When you mentioned that he is interacting with adults, but you are interacting with 13 year olds and don't get enough time for lunch to go anywhere of spend time with adult, it implies to me that you are unhappy in your job as well as unhappy that your husband has a job where he gets a lunch where he interacts with adults, along with the fact that you are upset that he is interacting with women.

Living in a marriage where there is a consistent undercurrent of resentment is not healthy. Your husband is always going to have opportunity to cheat, just as you will. If you think you will have trouble in any relationship and you want to stay with your husband, that sounds perfectly reasonable, but in order to not have these issues with your husband’s job, you will have to forgive him and let go of the resentment. It’s not going to go away on its own. It is something that you have to be mindful about. It’s a choice that you make and you follow through on it. You decide not to worry about him being around women.

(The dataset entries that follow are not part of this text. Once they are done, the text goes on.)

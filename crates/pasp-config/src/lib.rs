//! # pasp-config
//!
//! Configuration management for the pasp preprocessor.
//!
//! Loads configuration from:
//! 1. `~/.pasp/config.toml` (global)
//! 2. `.pasp/config.toml` (project-local, overrides global key by key)
//! 3. Environment variables (highest priority)

pub mod logging;
pub mod testing;

use once_cell::sync::Lazy;
use serde::{Deserialize, Serialize};
use std::path::{Path, PathBuf};
use std::sync::{PoisonError, RwLock, RwLockReadGuard};
use std::time::Duration;
use tracing::debug;

/// Default number of live slots in the request table.
pub const DEFAULT_TABLE_CAPACITY: usize = 64;

/// Default bound on waiting for a free slot, in milliseconds.
pub const DEFAULT_ACQUIRE_TIMEOUT_MS: u64 = 5000;

/// Global config instance
static CONFIG: Lazy<RwLock<Config>> =
    Lazy::new(|| RwLock::new(Config::load().unwrap_or_default()));

/// Get global config (read-only)
pub fn config() -> RwLockReadGuard<'static, Config> {
    CONFIG.read().unwrap_or_else(PoisonError::into_inner)
}

/// Reload config from disk
pub fn reload() -> Result<(), ConfigError> {
    let new_config = Config::load()?;
    *CONFIG.write().unwrap_or_else(PoisonError::into_inner) = new_config;
    Ok(())
}

#[derive(Debug, thiserror::Error)]
pub enum ConfigError {
    #[error("IO error: {0}")]
    Io(#[from] std::io::Error),
    #[error("TOML parse error: {0}")]
    Toml(#[from] toml::de::Error),
    #[error("invalid configuration: {0}")]
    Invalid(String),
}

/// Main configuration structure
#[derive(Debug, Clone, Default, Serialize, Deserialize)]
#[serde(default)]
pub struct Config {
    pub table: TableConfig,
    pub build: BuildConfig,
    pub logging: LoggingConfig,
}

impl Config {
    /// Load config from standard locations
    pub fn load() -> Result<Self, ConfigError> {
        let global = Self::global_config_path();
        let mut config = Self::load_from(global.as_deref(), Path::new(Self::PROJECT_CONFIG))?;
        config.apply_env_overrides();
        config.validate()?;
        Ok(config)
    }

    /// Project-relative config location.
    pub const PROJECT_CONFIG: &'static str = ".pasp/config.toml";

    /// Global config path: ~/.pasp/config.toml
    pub fn global_config_path() -> Option<PathBuf> {
        dirs::home_dir().map(|h| h.join(".pasp/config.toml"))
    }

    /// Load and layer the global and project files. Missing files are skipped.
    pub fn load_from(global: Option<&Path>, project: &Path) -> Result<Self, ConfigError> {
        let mut merged = toml::Table::new();

        if let Some(global_path) = global {
            if global_path.exists() {
                debug!("Loading global config from {:?}", global_path);
                let contents = std::fs::read_to_string(global_path)?;
                merge_tables(&mut merged, toml::from_str(&contents)?);
            }
        }

        if project.exists() {
            debug!("Loading project config from {:?}", project);
            let contents = std::fs::read_to_string(project)?;
            merge_tables(&mut merged, toml::from_str(&contents)?);
        }

        let config: Config = toml::Value::Table(merged).try_into()?;
        Ok(config)
    }

    /// Apply environment variable overrides
    pub fn apply_env_overrides(&mut self) {
        self.apply_overrides(|name| std::env::var(name).ok());
    }

    /// Apply overrides from an arbitrary variable source.
    pub fn apply_overrides<F>(&mut self, lookup: F)
    where
        F: Fn(&str) -> Option<String>,
    {
        if let Some(n) = lookup("PASP_TABLE_CAPACITY").and_then(|v| v.parse().ok()) {
            self.table.capacity = n;
        }
        if let Some(ms) = lookup("PASP_ACQUIRE_TIMEOUT_MS").and_then(|v| v.parse().ok()) {
            self.table.acquire_timeout_ms = ms;
        }
        if let Some(root) = lookup("PASP_DOCUMENT_ROOT") {
            self.build.document_root = PathBuf::from(root);
        }
    }

    pub fn validate(&self) -> Result<(), ConfigError> {
        if self.table.capacity == 0 {
            return Err(ConfigError::Invalid(
                "table.capacity must be at least 1".to_string(),
            ));
        }
        Ok(())
    }

    /// Generate default config TOML string
    pub fn default_toml() -> String {
        Config::default().to_toml()
    }

    pub fn to_toml(&self) -> String {
        // Every field is a plain scalar or string, serialization cannot fail.
        toml::to_string_pretty(self).unwrap_or_default()
    }
}

/// Recursively overlay `overlay` onto `base`; scalar keys in `overlay` win.
fn merge_tables(base: &mut toml::Table, overlay: toml::Table) {
    for (key, value) in overlay {
        match (base.get_mut(&key), value) {
            (Some(toml::Value::Table(existing)), toml::Value::Table(incoming)) => {
                merge_tables(existing, incoming);
            }
            (_, value) => {
                base.insert(key, value);
            }
        }
    }
}

/// Request table configuration
#[derive(Debug, Clone, Serialize, Deserialize)]
#[serde(default)]
pub struct TableConfig {
    /// Maximum number of distinct source files tracked at once
    pub capacity: usize,
    /// How long a caller waits for a free slot before failing
    pub acquire_timeout_ms: u64,
}

impl TableConfig {
    pub fn acquire_timeout(&self) -> Duration {
        Duration::from_millis(self.acquire_timeout_ms)
    }
}

impl Default for TableConfig {
    fn default() -> Self {
        Self {
            capacity: DEFAULT_TABLE_CAPACITY,
            acquire_timeout_ms: DEFAULT_ACQUIRE_TIMEOUT_MS,
        }
    }
}

/// Build configuration
#[derive(Debug, Clone, Serialize, Deserialize)]
#[serde(default)]
pub struct BuildConfig {
    /// Root that logical source paths are resolved under (empty = none)
    pub document_root: PathBuf,
    /// fsync translated output before it replaces the target
    pub sync_output: bool,
}

impl BuildConfig {
    pub fn document_root(&self) -> Option<&Path> {
        if self.document_root.as_os_str().is_empty() {
            None
        } else {
            Some(&self.document_root)
        }
    }
}

impl Default for BuildConfig {
    fn default() -> Self {
        Self {
            document_root: PathBuf::new(),
            sync_output: true,
        }
    }
}

/// Logging configuration
#[derive(Debug, Clone, Serialize, Deserialize)]
#[serde(default)]
pub struct LoggingConfig {
    /// Default filter when neither PASP_LOG nor RUST_LOG is set
    pub level: String,
}

impl Default for LoggingConfig {
    fn default() -> Self {
        Self {
            level: "warn".to_string(),
        }
    }
}
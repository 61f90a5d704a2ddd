//! Output sinks the translator writes through.

use std::io;
use std::sync::Arc;

/// Sink failure. Cloneable so one outcome can be handed to several waiters.
#[derive(Debug, Clone, thiserror::Error)]
pub enum WriteError {
    #[error("write failed: {0}")]
    Io(Arc<io::Error>),
    #[error("output buffer allocation failed")]
    OutOfMemory,
}

impl From<io::Error> for WriteError {
    fn from(err: io::Error) -> Self {
        WriteError::Io(Arc::new(err))
    }
}

/// Destination for translated script text.
pub trait Writer {
    /// Write `bytes` in full.
    fn out(&mut self, bytes: &[u8]) -> Result<(), WriteError>;

    /// Write a literal fragment known at compile time.
    fn const_out(&mut self, bytes: &'static [u8]) -> Result<(), WriteError> {
        debug_assert!(!bytes.contains(&0), "literal fragment contains NUL");
        self.out(bytes)
    }
}

impl Writer for Vec<u8> {
    fn out(&mut self, bytes: &[u8]) -> Result<(), WriteError> {
        self.try_reserve(bytes.len())
            .map_err(|_| WriteError::OutOfMemory)?;
        self.extend_from_slice(bytes);
        Ok(())
    }
}

impl<W: Writer + ?Sized> Writer for &mut W {
    fn out(&mut self, bytes: &[u8]) -> Result<(), WriteError> {
        (**self).out(bytes)
    }

    fn const_out(&mut self, bytes: &'static [u8]) -> Result<(), WriteError> {
        (**self).const_out(bytes)
    }
}

/// Adapts any [`io::Write`] into a [`Writer`], counting bytes written.
#[derive(Debug)]
pub struct StreamWriter<W> {
    inner: W,
    written: u64,
}

impl<W: io::Write> StreamWriter<W> {
    pub fn new(inner: W) -> Self {
        Self { inner, written: 0 }
    }

    pub fn bytes_written(&self) -> u64 {
        self.written
    }

    pub fn get_ref(&self) -> &W {
        &self.inner
    }

    pub fn get_mut(&mut self) -> &mut W {
        &mut self.inner
    }

    pub fn flush(&mut self) -> Result<(), WriteError> {
        self.inner.flush().map_err(WriteError::from)
    }

    pub fn into_inner(self) -> W {
        self.inner
    }
}

impl<W: io::Write> Writer for StreamWriter<W> {
    fn out(&mut self, bytes: &[u8]) -> Result<(), WriteError> {
        self.inner.write_all(bytes)?;
        self.written += bytes.len() as u64;
        Ok(())
    }
}
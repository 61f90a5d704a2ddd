use std::sync::atomic::{AtomicU64, Ordering};

/// Counters kept by a [`crate::Preprocessor`].
#[derive(Debug, Default)]
pub struct BuildStats {
    requests: AtomicU64,
    translations: AtomicU64,
    up_to_date: AtomicU64,
    joins: AtomicU64,
    failures: AtomicU64,
}

/// Plain copy of [`BuildStats`] at one instant.
#[derive(Debug, Clone, Copy, Default, PartialEq, Eq)]
pub struct StatsSnapshot {
    /// Calls to `process`.
    pub requests: u64,
    /// Times the translator actually ran and replaced a target.
    pub translations: u64,
    /// Owner found the target current and skipped translation.
    pub up_to_date: u64,
    /// Callers that waited on another caller's translation.
    pub joins: u64,
    pub failures: u64,
}

impl BuildStats {
    pub(crate) fn record_request(&self) {
        self.requests.fetch_add(1, Ordering::Relaxed);
    }

    pub(crate) fn record_translation(&self) {
        self.translations.fetch_add(1, Ordering::Relaxed);
    }

    pub(crate) fn record_up_to_date(&self) {
        self.up_to_date.fetch_add(1, Ordering::Relaxed);
    }

    pub(crate) fn record_join(&self) {
        self.joins.fetch_add(1, Ordering::Relaxed);
    }

    pub(crate) fn record_failure(&self) {
        self.failures.fetch_add(1, Ordering::Relaxed);
    }

    pub fn snapshot(&self) -> StatsSnapshot {
        StatsSnapshot {
            requests: self.requests.load(Ordering::Relaxed),
            translations: self.translations.load(Ordering::Relaxed),
            up_to_date: self.up_to_date.load(Ordering::Relaxed),
            joins: self.joins.load(Ordering::Relaxed),
            failures: self.failures.load(Ordering::Relaxed),
        }
    }
}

Women make up over 50% of the population, so he can’t avoid them.
Therefore, any job that your husband does is going to involved women. There is almost no career choice that would allow him to only be around men. Being upset about that is counterproductive as far as your happiness is concerned. Looking at things on Facebook that upset you is also counterproductive. If you can’t control that, staying off Facebook entirely isn’t a bad idea at all. There are things you can do, but they involve refocusing your attention and letting go of resentment and fear.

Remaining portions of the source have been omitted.